Yes I Think I’m a Painter.  So said Cézanne in response to visitor Jules Borely who had come to Aix to see the master’s paintings.  His hesitant claim to ‘perhaps’ being a painter – possibly still a novice (although nearing the end of his career he certainly could not put himself there with Monet), is only justified because people are now buying his “impressions”.  A diary entry of mine reads:  “I feel I have a very minor talent.  More aspiration than ability.  A sale is immensely important.”

I never described myself as a painter let alone an artist and contradicted those who addressed me as such.   Was this because one did not meet the supposed criteria that defined an artist?  Fill time commitment, recognition, sales success and especially the conviction of vocation – bordering on ordination.
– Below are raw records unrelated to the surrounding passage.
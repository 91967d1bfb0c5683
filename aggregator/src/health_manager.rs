//! Service health derived from how recently a snapshot was produced.
//!
//! ## Health States
//! - **Healthy**: a snapshot was cached within the unhealthy threshold
//! - **Degraded**: the last snapshot is older than the threshold, or there never was one
//!
//! Degraded does not stop request serving; the read API keeps answering with the
//! last good snapshot and reports the state on `/api/health`.

use std::{sync::Arc, time::Duration};

use chrono::{DateTime, Utc};
use solana_metrics::datapoint_info;

use crate::snapshot_cache::SnapshotCache;

/// The numeric values are what gets reported to metrics.
#[derive(Debug, PartialEq, Eq, Copy, Clone)]
pub enum HealthState {
    Degraded = 0,
    Healthy = 1,
}

impl HealthState {
    /// Health as of `now` given the time of the last successful refresh.
    pub fn evaluate(
        last_update: Option<DateTime<Utc>>,
        unhealthy_threshold: Duration,
        now: DateTime<Utc>,
    ) -> HealthState {
        let Some(last_update) = last_update else {
            return HealthState::Degraded;
        };
        // a last update in the future (clock step) counts as fresh
        let fresh = (now - last_update)
            .to_std()
            .map_or(true, |age| age <= unhealthy_threshold);
        if fresh {
            HealthState::Healthy
        } else {
            HealthState::Degraded
        }
    }

    pub fn as_str(&self) -> &'static str {
        match self {
            HealthState::Degraded => "degraded",
            HealthState::Healthy => "healthy",
        }
    }
}

pub struct HealthManager {
    cache: Arc<SnapshotCache>,
    unhealthy_threshold: Duration,
}

impl HealthManager {
    pub const DEFAULT_UNHEALTHY_THRESHOLD: Duration = Duration::from_secs(120);

    pub fn new(cache: Arc<SnapshotCache>, unhealthy_threshold: Duration) -> Self {
        HealthManager {
            cache,
            unhealthy_threshold,
        }
    }

    pub fn state(&self) -> HealthState {
        HealthState::evaluate(self.cache.last_update(), self.unhealthy_threshold, Utc::now())
    }

    /// Evaluates health and reports it to metrics.
    pub fn report(&self) -> HealthState {
        let state = self.state();
        datapoint_info!("telemetry-health-state", ("health_state", state, i64));
        state
    }
}

#[cfg(test)]
mod tests {
    use chrono::Duration as ChronoDuration;
    use telemetry_core::snapshot::{NetworkStats, Snapshot};

    use super::*;

    #[test]
    fn test_evaluate() {
        let now = Utc::now();
        let threshold = Duration::from_secs(120);

        assert_eq!(HealthState::evaluate(None, threshold, now), HealthState::Degraded);
        assert_eq!(
            HealthState::evaluate(Some(now - ChronoDuration::seconds(119)), threshold, now),
            HealthState::Healthy
        );
        assert_eq!(
            HealthState::evaluate(Some(now - ChronoDuration::seconds(121)), threshold, now),
            HealthState::Degraded
        );
        assert_eq!(
            HealthState::evaluate(Some(now + ChronoDuration::seconds(5)), threshold, now),
            HealthState::Healthy
        );
    }

    #[test]
    fn test_state_follows_cache() {
        let cache = Arc::new(SnapshotCache::default());
        let health = HealthManager::new(cache.clone(), HealthManager::DEFAULT_UNHEALTHY_THRESHOLD);
        assert_eq!(health.report(), HealthState::Degraded);

        cache.set(Snapshot::new(NetworkStats::default(), None, None, Utc::now()));
        assert_eq!(health.state(), HealthState::Healthy);
        assert_eq!(health.state().as_str(), "healthy");
    }
}
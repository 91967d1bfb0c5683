use std::{net::IpAddr, time::Duration};

use dashmap::DashMap;
use log::{debug, warn};
use serde::Deserialize;
use telemetry_core::snapshot::Location;

use crate::error::FetchError;

#[derive(Debug, Deserialize)]
struct IpApiResponse {
    status: String,
    #[serde(default)]
    lat: Option<f64>,
    #[serde(default)]
    lon: Option<f64>,
    #[serde(default)]
    city: Option<String>,
    #[serde(default)]
    country: Option<String>,
    #[serde(default)]
    message: Option<String>,
}

/// Resolves IPs to locations through an ip-api compatible service.
///
/// Successful lookups are memoized for the life of the process. Failed lookups are
/// not, so they are retried on the next run.
pub struct GeolocationResolver {
    base_url: String,
    http: reqwest::Client,
    cache: DashMap<IpAddr, Location>,
}

impl GeolocationResolver {
    pub const DEFAULT_BASE_URL: &'static str = "http://ip-api.com";
    pub const TIMEOUT: Duration = Duration::from_secs(5);

    pub fn new(base_url: impl Into<String>) -> Result<Self, FetchError> {
        let http = reqwest::Client::builder().timeout(Self::TIMEOUT).build()?;
        Ok(GeolocationResolver {
            base_url: base_url.into().trim_end_matches('/').to_string(),
            http,
            cache: DashMap::new(),
        })
    }

    pub async fn resolve(&self, ip: IpAddr) -> Option<Location> {
        if let Some(location) = self.cache.get(&ip) {
            return Some(location.clone());
        }

        match self.lookup(ip).await {
            Ok(Some(location)) => {
                self.cache.insert(ip, location.clone());
                Some(location)
            }
            Ok(None) => None,
            Err(e) => {
                warn!("geolocation lookup for {ip} failed ({}): {e}", e.kind());
                None
            }
        }
    }

    pub fn cached(&self) -> usize {
        self.cache.len()
    }

    async fn lookup(&self, ip: IpAddr) -> Result<Option<Location>, FetchError> {
        let response = self
            .http
            .get(format!("{}/json/{ip}", self.base_url))
            .send()
            .await?;
        if !response.status().is_success() {
            return Err(FetchError::Status(response.status().as_u16()));
        }

        let body: IpApiResponse = response.json().await?;
        if body.status != "success" {
            debug!(
                "no location for {ip}: {}",
                body.message.as_deref().unwrap_or(&body.status)
            );
            return Ok(None);
        }

        let (latitude, longitude) = match (body.lat, body.lon) {
            (Some(lat), Some(lon)) => (lat, lon),
            (None, _) => return Err(FetchError::MissingField("lat")),
            (_, None) => return Err(FetchError::MissingField("lon")),
        };
        Ok(Some(Location {
            latitude,
            longitude,
            city: body.city.unwrap_or_default(),
            country: body.country.unwrap_or_default(),
        }))
    }
}

#[cfg(test)]
mod tests {
    use httpmock::prelude::*;
    use serde_json::json;

    use super::*;

    #[tokio::test]
    async fn test_resolve_memoizes_success() {
        let server = MockServer::start();
        let mock = server.mock(|when, then| {
            when.method(GET).path("/json/8.8.8.8");
            then.status(200).json_body(json!({
                "status": "success",
                "lat": 37.751,
                "lon": -97.822,
                "city": "Wichita",
                "country": "United States"
            }));
        });

        let resolver = GeolocationResolver::new(server.base_url()).unwrap();
        let ip: IpAddr = "8.8.8.8".parse().unwrap();
        let first = resolver.resolve(ip).await.unwrap();
        let second = resolver.resolve(ip).await.unwrap();

        assert_eq!(first, second);
        assert_eq!(first.city, "Wichita");
        assert_eq!(first.latitude, 37.751);
        assert_eq!(resolver.cached(), 1);
        mock.assert_hits(1);
    }

    #[tokio::test]
    async fn test_resolve_does_not_cache_failures() {
        let server = MockServer::start();
        let mock = server.mock(|when, then| {
            when.method(GET).path("/json/10.0.0.1");
            then.status(200)
                .json_body(json!({ "status": "fail", "message": "private range" }));
        });

        let resolver = GeolocationResolver::new(server.base_url()).unwrap();
        let ip: IpAddr = "10.0.0.1".parse().unwrap();
        assert_eq!(resolver.resolve(ip).await, None);
        assert_eq!(resolver.resolve(ip).await, None);
        assert_eq!(resolver.cached(), 0);
        mock.assert_hits(2);
    }

    #[tokio::test]
    async fn test_resolve_server_error() {
        let server = MockServer::start();
        server.mock(|when, then| {
            when.method(GET);
            then.status(429);
        });

        let resolver = GeolocationResolver::new(server.base_url()).unwrap();
        assert_eq!(resolver.resolve("1.1.1.1".parse().unwrap()).await, None);
    }
}
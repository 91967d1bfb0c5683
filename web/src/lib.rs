//! Read API over the latest validator telemetry snapshot.
//!
//! - `GET /api/nodes`: the latest snapshot with an up-to-date token price
//! - `GET /api/health`: service health and snapshot cache status
//!
//! Requests are buffered and rate limited per route.

use std::{future::Future, net::SocketAddr, sync::Arc, time::Duration};

use axum::{
    error_handling::HandleErrorLayer,
    extract::State,
    http::StatusCode,
    response::{IntoResponse, Response},
    routing::get,
    BoxError, Json, Router,
};
use chrono::{DateTime, Utc};
use log::info;
use serde::Serialize;
use telemetry_aggregator::{
    health_manager::HealthManager,
    refresh_service::{RefreshStatus, RefreshStatusHandle},
    snapshot_service::SnapshotService,
};
use tower::ServiceBuilder;

/// Shared state behind every handler.
pub struct TelemetryState {
    snapshots: Arc<SnapshotService>,
    health: Arc<HealthManager>,
    refresh: Option<RefreshStatusHandle>,
}

impl TelemetryState {
    /// # Arguments
    /// * `snapshots` - Source of snapshots for `/api/nodes`
    /// * `health` - Health evaluation for `/api/health`
    /// * `refresh` - Status of the background loop, if one is running
    pub fn new(
        snapshots: Arc<SnapshotService>,
        health: Arc<HealthManager>,
        refresh: Option<RefreshStatusHandle>,
    ) -> Self {
        TelemetryState {
            snapshots,
            health,
            refresh,
        }
    }
}

#[derive(Serialize)]
struct ErrorResponse {
    error: &'static str,
}

#[derive(Serialize)]
struct CacheStatus {
    last_update: Option<DateTime<Utc>>,
    /// seconds
    ttl: u64,
}

#[derive(Serialize)]
struct HealthResponse {
    status: &'static str,
    timestamp: DateTime<Utc>,
    cache_status: CacheStatus,
    #[serde(skip_serializing_if = "Option::is_none")]
    refresh: Option<RefreshStatus>,
}

async fn get_nodes(State(state): State<Arc<TelemetryState>>) -> Response {
    match state.snapshots.current().await {
        Some(snapshot) => Json(snapshot).into_response(),
        None => (
            StatusCode::INTERNAL_SERVER_ERROR,
            Json(ErrorResponse {
                error: "Failed to fetch data",
            }),
        )
            .into_response(),
    }
}

async fn get_health(State(state): State<Arc<TelemetryState>>) -> Json<HealthResponse> {
    let cache = state.snapshots.cache();
    Json(HealthResponse {
        status: state.health.state().as_str(),
        timestamp: Utc::now(),
        cache_status: CacheStatus {
            last_update: cache.last_update(),
            ttl: cache.ttl().as_secs(),
        },
        refresh: state.refresh.as_ref().map(RefreshStatusHandle::status),
    })
}

async fn handle_middleware_error(err: BoxError) -> (StatusCode, String) {
    (
        StatusCode::SERVICE_UNAVAILABLE,
        format!("request could not be served: {err}"),
    )
}

/// Builds the API router. Must be called from within a tokio runtime.
pub fn build_router(
    state: Arc<TelemetryState>,
    max_buffered_requests: usize,
    requests_per_second: u64,
) -> Router {
    Router::new()
        .route("/api/nodes", get(get_nodes))
        .route("/api/health", get(get_health))
        .layer(
            ServiceBuilder::new()
                .layer(HandleErrorLayer::new(handle_middleware_error))
                .buffer(max_buffered_requests)
                .rate_limit(requests_per_second, Duration::from_secs(1))
                .into_inner(),
        )
        .with_state(state)
}

/// Serves the API on `addr` until `shutdown` resolves.
pub async fn start_telemetry_web_server(
    state: Arc<TelemetryState>,
    addr: SocketAddr,
    max_buffered_requests: usize,
    requests_per_second: u64,
    shutdown: impl Future<Output = ()>,
) -> Result<(), hyper::Error> {
    let app = build_router(state, max_buffered_requests, requests_per_second);
    let server = axum::Server::try_bind(&addr)?;
    info!("serving telemetry api at {addr}");
    server
        .serve(app.into_make_service())
        .with_graceful_shutdown(shutdown)
        .await
}

#[cfg(test)]
mod tests {
    use axum::{body::Body, http::Request};
    use httpmock::prelude::*;
    use serde_json::Value;
    use telemetry_aggregator::{
        cluster_cache::ClusterTopologyCache,
        geolocation::GeolocationResolver,
        pipeline::Pipeline,
        price_fetcher::{PriceFetcher, PriceFetcherConfig},
        snapshot_cache::SnapshotCache,
    };
    use telemetry_core::{
        apr::AprStrategy,
        snapshot::{NetworkStats, Snapshot},
    };
    use telemetry_rpc::rpc_client::RpcClient;
    use tower::ServiceExt;

    use super::*;

    /// State whose upstream RPC node is down, so nothing can be recomputed.
    fn state(rpc: &MockServer) -> (Arc<TelemetryState>, Arc<SnapshotCache>) {
        rpc.mock(|when, then| {
            when.method(POST);
            then.status(503);
        });
        let client = Arc::new(RpcClient::new(rpc.url("/")).unwrap());
        let pipeline = Pipeline::new(
            client.clone(),
            Arc::new(ClusterTopologyCache::new(client, ClusterTopologyCache::DEFAULT_TTL)),
            Arc::new(GeolocationResolver::new(rpc.base_url()).unwrap()),
            Arc::new(PriceFetcher::new(PriceFetcherConfig::default()).unwrap()),
            AprStrategy::Auto,
        );
        let cache = Arc::new(SnapshotCache::default());
        let snapshots = Arc::new(SnapshotService::new(Arc::new(pipeline), cache.clone(), None));
        let health = Arc::new(HealthManager::new(
            cache.clone(),
            HealthManager::DEFAULT_UNHEALTHY_THRESHOLD,
        ));
        (Arc::new(TelemetryState::new(snapshots, health, None)), cache)
    }

    async fn get_json(router: Router, uri: &str) -> (StatusCode, Value) {
        let response = router
            .oneshot(Request::builder().uri(uri).body(Body::empty()).unwrap())
            .await
            .unwrap();
        let status = response.status();
        let body = hyper::body::to_bytes(response.into_body()).await.unwrap();
        (status, serde_json::from_slice(&body).unwrap())
    }

    #[tokio::test]
    async fn test_nodes_without_any_snapshot() {
        let rpc = MockServer::start();
        let (state, _cache) = state(&rpc);

        let (status, body) = get_json(build_router(state, 10, 5), "/api/nodes").await;
        assert_eq!(status, StatusCode::INTERNAL_SERVER_ERROR);
        assert_eq!(body["error"], "Failed to fetch data");
    }

    #[tokio::test]
    async fn test_nodes_serves_cached_snapshot() {
        let rpc = MockServer::start();
        let (state, cache) = state(&rpc);
        let stats = NetworkStats {
            total_active_stake: 42,
            total_validators: 3,
            ..NetworkStats::default()
        };
        cache.set(Snapshot::new(stats, Some(0.012), None, Utc::now()));

        let (status, body) = get_json(build_router(state, 10, 5), "/api/nodes").await;
        assert_eq!(status, StatusCode::OK);
        assert_eq!(body["totalActiveStake"], 42);
        assert_eq!(body["totalValidators"], 3);
        assert_eq!(body["koiiPrice"], 0.012);
        assert!(body["validators"].as_array().unwrap().is_empty());
    }

    #[tokio::test]
    async fn test_health() {
        let rpc = MockServer::start();
        let (state, cache) = state(&rpc);
        let router = build_router(state, 10, 5);

        let (status, body) = get_json(router.clone(), "/api/health").await;
        assert_eq!(status, StatusCode::OK);
        assert_eq!(body["status"], "degraded");
        assert_eq!(body["cache_status"]["last_update"], Value::Null);
        assert_eq!(body["cache_status"]["ttl"], 30);
        assert!(body.get("refresh").is_none());

        cache.set(Snapshot::new(NetworkStats::default(), None, None, Utc::now()));
        let (_, body) = get_json(router, "/api/health").await;
        assert_eq!(body["status"], "healthy");
        assert!(body["cache_status"]["last_update"].is_string());
    }
}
“Most artists today are not famous – in fact most people who make art don’t even call themselves artists” writes Ted Orland in The view from the studio door.  Why such introspection and concern with definition?  I was to find – as I engaged in art and all the related issues of working in that field; learning, developing, exhibiting, selling (or not selling) – that it was not for the faint hearted and had to be sustained by beliefs  - and more.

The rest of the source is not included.